Steele preserved no less than 400.

His intellect was of a rougher cast than his friend's. It is the emotional character of the man that renders him interesting, and entitles him to a good secondary place among our great writers of prose. Probably a large fraction of his energy was spent in the rollicking enjoyment of existence; otherwise his rank would have been higher than it is. His contributions to the 'Spectator' and

allied periodicals take their distinction from his prevailing tenderness of heart and wide acquaintance with human life. To him these papers owe their pathos, their humour, and their extraordinary variety of characters. He loved company, and the quickness of his sympathies made him constantly alive to differences in the personalities of his companions.

His habits were irregular; he had not the familiar routine and select circle of Addison. He was under no necessity of economising his energies; he seems to have been capable of bearing practically any amount of work and dissipation. He had small power of resisting the impulses of emotion. His plans for the day were easily disconcerted by the entrance of a good companion. In politics, when any of his darling principles seemed to be in danger, he rushed to the rescue without regard to consequences.

In this place we shall remark upon and exemplify chiefly his pathos and his humour. His characters are really artistic creations, and belong to poetry and fiction.

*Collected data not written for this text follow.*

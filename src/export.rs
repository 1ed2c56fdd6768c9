//! CSV export of the filtered subset.
//!
//! Output uses the same column names as accepted uploads (diacritics included),
//! UTF-8, comma-delimited, header row first — a round-trippable file.

use std::io::Write;

use crate::error::LoadResult;
use crate::types::{columns, VacancyTable};

/// Write `table` as CSV to `writer`.
pub fn write_csv<W: Write>(table: &VacancyTable, writer: W) -> LoadResult<()> {
    let mut out = csv::Writer::from_writer(writer);
    out.write_record(columns::EXPECTED)?;
    for r in &table.records {
        let vacancies = r.vacancies.to_string();
        out.write_record([
            r.municipality.as_str(),
            r.health_region.as_str(),
            r.hospital.as_str(),
            r.role.as_str(),
            vacancies.as_str(),
        ])?;
    }
    out.flush()?;
    Ok(())
}

/// Render `table` as CSV bytes, ready for a download button.
pub fn to_csv_bytes(table: &VacancyTable) -> LoadResult<Vec<u8>> {
    let mut buf = Vec::new();
    write_csv(table, &mut buf)?;
    Ok(buf)
}

#[cfg(test)]
mod tests {
    use super::to_csv_bytes;
    use crate::types::{VacancyRecord, VacancyTable};

    #[test]
    fn header_row_uses_the_exact_column_contract() {
        let bytes = to_csv_bytes(&VacancyTable::default()).unwrap();
        let text = String::from_utf8(bytes).unwrap();
        assert_eq!(
            text.lines().next().unwrap(),
            "Município,Região de Saúde,Hospital,Cargo,Vagas"
        );
    }

    #[test]
    fn rows_follow_in_table_order() {
        let table = VacancyTable::new(vec![
            VacancyRecord::new("Palmas", "Capim Dourado", "HGP", "Médico", 10),
            VacancyRecord::new("Gurupi", "Ilha do Bananal", "HRG", "Enfermeiro", 4),
        ]);
        let text = String::from_utf8(to_csv_bytes(&table).unwrap()).unwrap();
        let lines: Vec<&str> = text.lines().collect();
        assert_eq!(lines.len(), 3);
        assert_eq!(lines[1], "Palmas,Capim Dourado,HGP,Médico,10");
        assert_eq!(lines[2], "Gurupi,Ilha do Bananal,HRG,Enfermeiro,4");
    }

    #[test]
    fn fields_with_commas_are_quoted() {
        let table = VacancyTable::new(vec![VacancyRecord::new(
            "Palmas",
            "Capim Dourado",
            "Hospital Geral de Palmas (HGP), ala pediátrica",
            "Médico",
            1,
        )]);
        let text = String::from_utf8(to_csv_bytes(&table).unwrap()).unwrap();
        assert!(text.contains("\"Hospital Geral de Palmas (HGP), ala pediátrica\""));
    }
}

On the other qualities of his style we remark cursorily. In command of words he is not equal to Addison; his choice is much less felicitous. His sentence composition is irregular and careless, often ungrammatical: writing in the character of a Tatler, he thought it incumbent to assume "incorrectness of style, and an air of common speech -a style very agreeable to his own inclinations. He has not the polished and felicitous melody of Addison. His language and sentiments are much more glowing and extravagant; his papers may be distinguished by this feature

alone.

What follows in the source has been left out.